De l’Imitation de Jésus-Christ (Brignon)/Livre 3/18

Traduction par Jean Brignon.
Bruyset (p. 165-167).


CHAPITRE XVIII.
Qu’il faut souffrir constamment les misères de cette vie à l’imitation du Sauveur.
Le Maistre.

Mon fils, je suis descendu du Ciel pour votre salut : j’ai pris sur moi vos miseres, non par force mais par amour, afin de vous animer à la patience, & à ne point vous attrister des maux passagers.

Car depuis le moment de ma naissance dans l’Etable, jusqu’à celui de ma mort sur le Calvaire, je n’ai jamais été sans douleur.

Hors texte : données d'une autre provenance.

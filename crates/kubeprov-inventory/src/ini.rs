//! Ansible INI inventory format
//!
//! Supports `[group]`, `[group:children]` and `[group:vars]` sections and
//! inline host variables (`host key=value ...`). Comments are dropped on read.
//! Host variables are written on the first line that names the host. Quoted
//! values (`key='a b'`) are kept verbatim, quotes included.

use crate::model::{Inventory, SectionKind};
use kubeprov_core::{ProvisionError, Result};
use std::collections::HashSet;
use std::path::Path;

/// Group receiving hosts listed before any section header
pub const UNGROUPED: &str = "ungrouped";

fn parse_error(path: &Path, line: usize, message: impl Into<String>) -> ProvisionError {
    ProvisionError::InventoryParse {
        path: path.to_path_buf(),
        line,
        message: message.into(),
    }
}

/// Split a host line on whitespace outside `'...'` and `"..."` quotes
fn split_host_line(line: &str) -> std::result::Result<Vec<&str>, String> {
    let mut tokens = Vec::new();
    let mut start: Option<usize> = None;
    let mut quote: Option<char> = None;

    for (i, c) in line.char_indices() {
        match quote {
            Some(q) if c == q => quote = None,
            Some(_) => {}
            None if c.is_whitespace() => {
                if let Some(begin) = start.take() {
                    tokens.push(&line[begin..i]);
                }
            }
            None => {
                start.get_or_insert(i);
                if c == '\'' || c == '"' {
                    quote = Some(c);
                }
            }
        }
    }

    if let Some(q) = quote {
        return Err(format!("unterminated {} quote", q));
    }
    if let Some(begin) = start {
        tokens.push(&line[begin..]);
    }
    Ok(tokens)
}

/// Parse inventory `content`; `path` is only used in error messages
pub fn parse(path: &Path, content: &str) -> Result<Inventory> {
    let mut inventory = Inventory::new();
    let mut current: Option<(String, SectionKind)> = None;

    for (number, raw) in content.lines().enumerate() {
        let line_no = number + 1;
        let line = raw.trim();
        if line.is_empty() || line.starts_with('#') || line.starts_with(';') {
            continue;
        }

        if let Some(header) = line.strip_prefix('[') {
            let header = header
                .strip_suffix(']')
                .ok_or_else(|| parse_error(path, line_no, "unterminated section header"))?;
            let (name, kind) = match header.split_once(':') {
                None => (header, SectionKind::Hosts),
                Some((name, "children")) => (name, SectionKind::Children),
                Some((name, "vars")) => (name, SectionKind::Vars),
                Some((_, other)) => {
                    return Err(parse_error(
                        path,
                        line_no,
                        format!("unknown section type '{}'", other),
                    ));
                }
            };
            let name = name.trim();
            if name.is_empty() {
                return Err(parse_error(path, line_no, "empty group name"));
            }
            inventory.section_mut(name, kind);
            current = Some((name.to_string(), kind));
            continue;
        }

        let (group, kind) = match &current {
            Some((name, kind)) => (name.as_str(), *kind),
            None => (UNGROUPED, SectionKind::Hosts),
        };

        match kind {
            SectionKind::Hosts => {
                let tokens =
                    split_host_line(line).map_err(|e| parse_error(path, line_no, e))?;
                let mut tokens = tokens.into_iter();
                let Some(hostname) = tokens.next() else {
                    continue;
                };
                let mut vars = Vec::new();
                for token in tokens {
                    let (key, value) = token.split_once('=').ok_or_else(|| {
                        parse_error(
                            path,
                            line_no,
                            format!("expected key=value after host name, got '{}'", token),
                        )
                    })?;
                    vars.push((key, value));
                }
                let entry = inventory.upsert_host(hostname);
                for (key, value) in vars {
                    entry.set_var_if_absent(key, value);
                }
                inventory.add_to_group(group, hostname);
            }
            SectionKind::Children => inventory.add_child(group, line),
            SectionKind::Vars => {
                if !line.contains('=') {
                    return Err(parse_error(
                        path,
                        line_no,
                        format!("expected key=value in [{}:vars]", group),
                    ));
                }
                inventory.push_unique(group, SectionKind::Vars, line);
            }
        }
    }

    Ok(inventory)
}

/// Render `inventory` as INI text
pub fn render(inventory: &Inventory) -> String {
    let mut out = String::new();
    let mut rendered: HashSet<&str> = HashSet::new();

    for (i, section) in inventory.sections().iter().enumerate() {
        if i > 0 {
            out.push('\n');
        }
        out.push_str(&section.header());
        out.push('\n');

        for value in &section.entries {
            out.push_str(value);
            if section.kind == SectionKind::Hosts && rendered.insert(value.as_str()) {
                if let Some(entry) = inventory.host(value) {
                    for (key, var) in &entry.vars {
                        out.push(' ');
                        out.push_str(key);
                        out.push('=');
                        out.push_str(var);
                    }
                }
            }
            out.push('\n');
        }
    }

    out
}
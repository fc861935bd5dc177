//! Inventory file persistence

use crate::ini;
use crate::model::Inventory;
use kubeprov_core::{ProvisionError, Result};
use std::io::Write;
use std::path::{Path, PathBuf};

/// Reads and writes the inventory file at a fixed path
pub struct InventoryStore {
    path: PathBuf,
}

impl InventoryStore {
    pub fn new(path: impl AsRef<Path>) -> Self {
        Self {
            path: path.as_ref().to_path_buf(),
        }
    }

    pub fn path(&self) -> &Path {
        &self.path
    }

    pub fn exists(&self) -> bool {
        self.path.exists()
    }

    /// Load the inventory.
    ///
    /// A missing file is an empty inventory when provisioning a new cluster
    /// and an error when adding nodes to an existing one.
    pub fn read(&self, add_node: bool) -> Result<Inventory> {
        if !self.path.exists() {
            if add_node {
                return Err(ProvisionError::InventoryNotFound(self.path.clone()));
            }
            tracing::debug!(
                "Inventory {} not found, starting empty",
                self.path.display()
            );
            return Ok(Inventory::new());
        }

        let content = std::fs::read_to_string(&self.path)
            .map_err(|e| ProvisionError::read(&self.path, e))?;
        let inventory = ini::parse(&self.path, &content)?;
        tracing::debug!(
            "Loaded inventory {} with {} hosts",
            self.path.display(),
            inventory.len()
        );
        Ok(inventory)
    }

    /// Write the inventory atomically: a temp file in the same directory is
    /// renamed over the target.
    pub fn write(&self, inventory: &Inventory) -> Result<()> {
        let dir = match self.path.parent() {
            Some(dir) if !dir.as_os_str().is_empty() => dir.to_path_buf(),
            _ => PathBuf::from("."),
        };
        std::fs::create_dir_all(&dir).map_err(|e| ProvisionError::persistence(&dir, e))?;

        let mut temp = tempfile::NamedTempFile::new_in(&dir)
            .map_err(|e| ProvisionError::persistence(&dir, e))?;
        temp.write_all(ini::render(inventory).as_bytes())
            .and_then(|_| temp.as_file().sync_all())
            .map_err(|e| ProvisionError::persistence(temp.path(), e))?;
        temp.persist(&self.path)
            .map_err(|e| ProvisionError::persistence(&self.path, e.error))?;

        tracing::debug!(
            "Wrote inventory {} with {} hosts",
            self.path.display(),
            inventory.len()
        );
        Ok(())
    }
}
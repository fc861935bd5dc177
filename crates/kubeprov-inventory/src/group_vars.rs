//! Patching of `group_vars/<group>.yml` files

use kubeprov_core::{ProvisionError, Result};
use serde_yaml::{Mapping, Value};
use std::collections::BTreeMap;
use std::path::{Path, PathBuf};

/// Update top-level keys of `<dir>/<group>.yml` for each group in `custom`.
///
/// An existing file is first copied to `<group>.yml.orig`. A missing file
/// starts from an empty mapping. Returns the files written.
pub fn update_group_vars(
    dir: &Path,
    custom: &BTreeMap<String, BTreeMap<String, Value>>,
) -> Result<Vec<PathBuf>> {
    let mut written = Vec::with_capacity(custom.len());
    if custom.is_empty() {
        return Ok(written);
    }

    std::fs::create_dir_all(dir).map_err(|e| ProvisionError::persistence(dir, e))?;

    for (group, values) in custom {
        let path = dir.join(format!("{}.yml", group));
        let mut mapping = load_mapping(&path)?;

        if path.exists() {
            let backup = dir.join(format!("{}.yml.orig", group));
            std::fs::copy(&path, &backup).map_err(|e| ProvisionError::persistence(&backup, e))?;
            tracing::debug!("Backed up {} to {}", path.display(), backup.display());
        }

        for (key, value) in values {
            mapping.insert(Value::String(key.clone()), value.clone());
        }

        let content = serde_yaml::to_string(&mapping).map_err(|source| ProvisionError::Yaml {
            path: path.clone(),
            source,
        })?;
        std::fs::write(&path, content).map_err(|e| ProvisionError::persistence(&path, e))?;
        tracing::info!("Updated {} ({} keys)", path.display(), values.len());
        written.push(path);
    }

    Ok(written)
}

fn load_mapping(path: &Path) -> Result<Mapping> {
    if !path.exists() {
        return Ok(Mapping::new());
    }
    let content = std::fs::read_to_string(path).map_err(|e| ProvisionError::read(path, e))?;
    let value: Value = serde_yaml::from_str(&content).map_err(|source| ProvisionError::Yaml {
        path: path.to_path_buf(),
        source,
    })?;
    match value {
        Value::Mapping(mapping) => Ok(mapping),
        Value::Null => Ok(Mapping::new()),
        _ => Err(ProvisionError::config(format!(
            "{} must contain a YAML mapping",
            path.display()
        ))),
    }
}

J’ai manqué de toutes les commoditez de la vie ; j’ai oüi une infinité de gens qui murmuroient contre moi : j’ai souffert avec patience mille indignitez : je n’ai reçû pour mes biens faits que des marques d’ingratitude, pour mes miracles que des blasphêmes, pour ma doctrine que des contradictions & des plaintes.

Le Disciple.

Seigneur, puisque vous avez tant souffert, & qu’en cela même vous avez si bien accompli la volonté de vôtre Pere, il est juste qu’un miserable pecheur comme moi, accepte les croix qui lui viennent de vôtre main, & qu’il souffre tant qu’il vous plaira les peines de cette vie, pour l’expiation de ses offenses.

Car quelque fâcheuse que puisse être la vie présente, on y trouve beaucoup de matiere de mérite ; & elle devient non-seulement supportable, mais douce, même aux plus foibles, tant par vôtre grace, que par la force de vôtre exemple, & de celui de vos Saints.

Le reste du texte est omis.